Grow Partnerships Regionally, Nationally and Globally

Partnerships and collaborations expand faculty scholarship and innovation and amplify the impact of our work.  

  • American Studies Professor Janelle Wong is among the co-principal investigators of the 2020 Collaborative Multiracial Post-election Survey, which will measure views on race, immigration and politics in the context of the upcoming presidential election. The project, hosted at UCLA is supported by a $1 million grant from the National Science Foundation.
  • The Department of Art History and Archaeology celebrated a 50 year collaboration with the National Gallery of Art through their co-sponsorship of the Middle Atlantic Symposium in the History of Art.
  • Julie Greene, professor of history is working with the Smithsonian’s National Museum of African American History and Culture on a project to examine the largely untold history of the influence of immigrants from Africa, the Caribbean and Latin America on African American culture and society. The National Endowment for the Humanities has funded this project. 

Budget and Finance

The COVID-19 pandemic has had a profound impact on the campus and the college budgets. 
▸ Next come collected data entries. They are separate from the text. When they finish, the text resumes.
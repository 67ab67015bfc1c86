//! Command and input bindings, and their ordered collections.
//!
//! Responsibilities:
//! - Associate commands with execute handlers and can-execute predicates.
//! - Associate gestures with commands (input bindings).
//! - Provide ordered, sealable collections with all-or-nothing mutation.
//!
//! Does NOT handle:
//! - Class-scope bindings (see `table`).
//! - Resolution across scopes (see `dispatch` and `matcher`).
//!
//! Invariants:
//! - A sealed collection never mutates: a rejected `add` leaves `len` and
//!   contents untouched, and `is_sealed` is stable across the failed call.
//! - Resolution order within a collection is most-recently-added first.

use std::fmt;
use std::sync::Arc;

use serde_json::Value;
use thiserror::Error;

use crate::command::{CommandRef, RoutedCommand};
use crate::gesture::{Gesture, InputEvent};

/// Error raised when mutating a sealed collection.
#[derive(Debug, Error, PartialEq, Eq)]
pub enum CollectionError {
    /// The collection has been sealed and no longer accepts mutation.
    #[error("binding collection is sealed")]
    Sealed,
}

/// Context handed to execute handlers and can-execute predicates.
#[derive(Debug)]
pub struct ExecutionContext<'a> {
    /// The command being executed
    pub command: &'a CommandRef,
    /// Optional caller-supplied parameter
    pub parameter: Option<&'a Value>,
    /// Name of the element the execution resolved against
    pub target: Option<&'a str>,
}

/// Boxed execute handler. Handlers run synchronously on the dispatching
/// thread and must complete before control returns to the engine.
pub type ExecuteFn = Box<dyn Fn(&ExecutionContext<'_>)>;

/// Boxed can-execute predicate.
pub type CanExecuteFn = Box<dyn Fn(&ExecutionContext<'_>) -> bool>;

/// Associates a command with at most one execute handler and at most one
/// can-execute predicate, plus an optional gesture for input routing.
pub struct CommandBinding {
    command: CommandRef,
    execute: Option<ExecuteFn>,
    can_execute: Option<CanExecuteFn>,
    gesture: Option<Gesture>,
}

impl CommandBinding {
    pub fn new(command: CommandRef) -> Self {
        Self {
            command,
            execute: None,
            can_execute: None,
            gesture: None,
        }
    }

    pub fn with_execute(mut self, handler: impl Fn(&ExecutionContext<'_>) + 'static) -> Self {
        self.execute = Some(Box::new(handler));
        self
    }

    pub fn with_can_execute(
        mut self,
        predicate: impl Fn(&ExecutionContext<'_>) -> bool + 'static,
    ) -> Self {
        self.can_execute = Some(Box::new(predicate));
        self
    }

    pub fn with_gesture(mut self, gesture: Gesture) -> Self {
        self.gesture = Some(gesture);
        self
    }

    pub fn command(&self) -> &CommandRef {
        &self.command
    }

    pub fn gesture(&self) -> Option<Gesture> {
        self.gesture
    }

    pub fn has_execute_handler(&self) -> bool {
        self.execute.is_some()
    }

    /// True if `command` is the command this binding handles.
    pub fn handles(&self, command: &RoutedCommand) -> bool {
        self.command.same_identity(command)
    }

    /// Evaluate the can-execute predicate; a binding without one is always
    /// executable.
    pub fn can_execute(&self, ctx: &ExecutionContext<'_>) -> bool {
        match &self.can_execute {
            Some(predicate) => predicate(ctx),
            None => true,
        }
    }

    /// Invoke the execute handler if present. Returns whether a handler ran.
    pub fn invoke(&self, ctx: &ExecutionContext<'_>) -> bool {
        match &self.execute {
            Some(handler) => {
                handler(ctx);
                true
            }
            None => false,
        }
    }
}

impl fmt::Debug for CommandBinding {
    fn fmt(&self, f: &mut fmt::Formatter<'_>) -> fmt::Result {
        f.debug_struct("CommandBinding")
            .field("command", &self.command.to_string())
            .field("execute", &self.execute.is_some())
            .field("can_execute", &self.can_execute.is_some())
            .field("gesture", &self.gesture)
            .finish()
    }
}

/// Associates a gesture with a command, element-scope.
#[derive(Debug, Clone)]
pub struct InputBinding {
    gesture: Gesture,
    command: CommandRef,
}

impl InputBinding {
    pub fn new(gesture: Gesture, command: CommandRef) -> Self {
        Self { gesture, command }
    }

    pub fn gesture(&self) -> Gesture {
        self.gesture
    }

    pub fn command(&self) -> &CommandRef {
        &self.command
    }
}

/// Ordered, sealable sequence of command bindings.
#[derive(Debug, Default)]
pub struct BindingCollection {
    items: Vec<CommandBinding>,
    sealed: bool,
}

impl BindingCollection {
    pub fn new() -> Self {
        Self::default()
    }

    pub fn len(&self) -> usize {
        self.items.len()
    }

    pub fn is_empty(&self) -> bool {
        self.items.is_empty()
    }

    /// Whether the collection rejects mutation. Stable across rejected
    /// calls; only `seal()` changes it, and only in one direction.
    pub fn is_sealed(&self) -> bool {
        self.sealed
    }

    /// Make the collection read-only. Irreversible.
    pub fn seal(&mut self) {
        self.sealed = true;
    }

    pub fn add(&mut self, binding: CommandBinding) -> Result<(), CollectionError> {
        if self.sealed {
            return Err(CollectionError::Sealed);
        }
        self.items.push(binding);
        Ok(())
    }

    /// Add every binding in `bindings`. All-or-nothing: on a sealed
    /// collection nothing is added.
    pub fn add_range(
        &mut self,
        bindings: impl IntoIterator<Item = CommandBinding>,
    ) -> Result<usize, CollectionError> {
        if self.sealed {
            return Err(CollectionError::Sealed);
        }
        let before = self.items.len();
        self.items.extend(bindings);
        Ok(self.items.len() - before)
    }

    /// Remove the most-recently-added binding for `command`. Removing a
    /// command with no binding present is a no-op returning `false`.
    pub fn remove(&mut self, command: &RoutedCommand) -> Result<bool, CollectionError> {
        if self.sealed {
            return Err(CollectionError::Sealed);
        }
        match self.items.iter().rposition(|b| b.handles(command)) {
            Some(index) => {
                self.items.remove(index);
                Ok(true)
            }
            None => Ok(false),
        }
    }

    pub fn clear(&mut self) -> Result<(), CollectionError> {
        if self.sealed {
            return Err(CollectionError::Sealed);
        }
        self.items.clear();
        Ok(())
    }

    pub fn iter(&self) -> impl Iterator<Item = &CommandBinding> {
        self.items.iter()
    }

    /// First binding for `command`, scanning most-recently-added first.
    pub fn resolve(&self, command: &RoutedCommand) -> Option<&CommandBinding> {
        self.items.iter().rev().find(|b| b.handles(command))
    }
}

/// Ordered, sealable sequence of input bindings.
#[derive(Debug, Default)]
pub struct InputBindingCollection {
    items: Vec<InputBinding>,
    sealed: bool,
}

impl InputBindingCollection {
    pub fn new() -> Self {
        Self::default()
    }

    pub fn len(&self) -> usize {
        self.items.len()
    }

    pub fn is_empty(&self) -> bool {
        self.items.is_empty()
    }

    pub fn is_sealed(&self) -> bool {
        self.sealed
    }

    pub fn seal(&mut self) {
        self.sealed = true;
    }

    pub fn add(&mut self, binding: InputBinding) -> Result<(), CollectionError> {
        if self.sealed {
            return Err(CollectionError::Sealed);
        }
        self.items.push(binding);
        Ok(())
    }

    pub fn add_range(
        &mut self,
        bindings: impl IntoIterator<Item = InputBinding>,
    ) -> Result<usize, CollectionError> {
        if self.sealed {
            return Err(CollectionError::Sealed);
        }
        let before = self.items.len();
        self.items.extend(bindings);
        Ok(self.items.len() - before)
    }

    /// Remove the most-recently-added binding whose gesture equals
    /// `gesture`. Absent gesture is a no-op returning `false`.
    pub fn remove(&mut self, gesture: Gesture) -> Result<bool, CollectionError> {
        if self.sealed {
            return Err(CollectionError::Sealed);
        }
        match self.items.iter().rposition(|b| b.gesture() == gesture) {
            Some(index) => {
                self.items.remove(index);
                Ok(true)
            }
            None => Ok(false),
        }
    }

    pub fn iter(&self) -> impl Iterator<Item = &InputBinding> {
        self.items.iter()
    }

    /// First command whose gesture matches `event`, most-recently-added
    /// first.
    pub fn match_event(&self, event: &InputEvent) -> Option<CommandRef> {
        self.items
            .iter()
            .rev()
            .find(|b| b.gesture().matches(event))
            .map(|b| Arc::clone(b.command()))
    }
}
We have already sustained a 5% cut to our permanent (base) budget and an almost 22% cut to our surplus (fund balance). Together these represent deeper cuts than the college has experienced and, when combined with the campus wide hiring freeze, they produce serious constraints.  Nevertheless, I am pleased to say that we managed these cuts, though painful, in a collaborative and transparent manner consistent with values that were discussed and agreed upon across the college. Today, I would describe the college budget as stable. Like everything about this pandemic, we don’t know what the year ahead will bring but so far, so good. 

Fearless Ideas

The good financial news is that the college continues to attain support from philanthropic gifts and grants. Following robust activity last year, we have now raised 88% of our $70M goal for the Fearless Ideas Campaign for Maryland. 

CONCLUSION 

I Am ARHU

In conclusion, those of you on the recent ARHU town hall with President Pines may remember his reading from an essay by the writer Arundhati Roy in which she says: the pandemic is a portal.  Her point is that this moment has laid bare the inequalities of our society at the same time that it presents the opportunity to imagine and begin to devise a new future. She challenges us to go through this portal leaving the ugliness of the past behind and carrying forward a readiness to imagine a new and better world. If we, artists and humanists, enter this portal with nothing but our knowledge, habits of mind and understanding of human expression, we will be essential creators of a meaningful and life-affirming future. 

At this time, in this country, one of the ways we create the future is to VOTE. Voting is one step toward designing the world we want to live in; please take that step.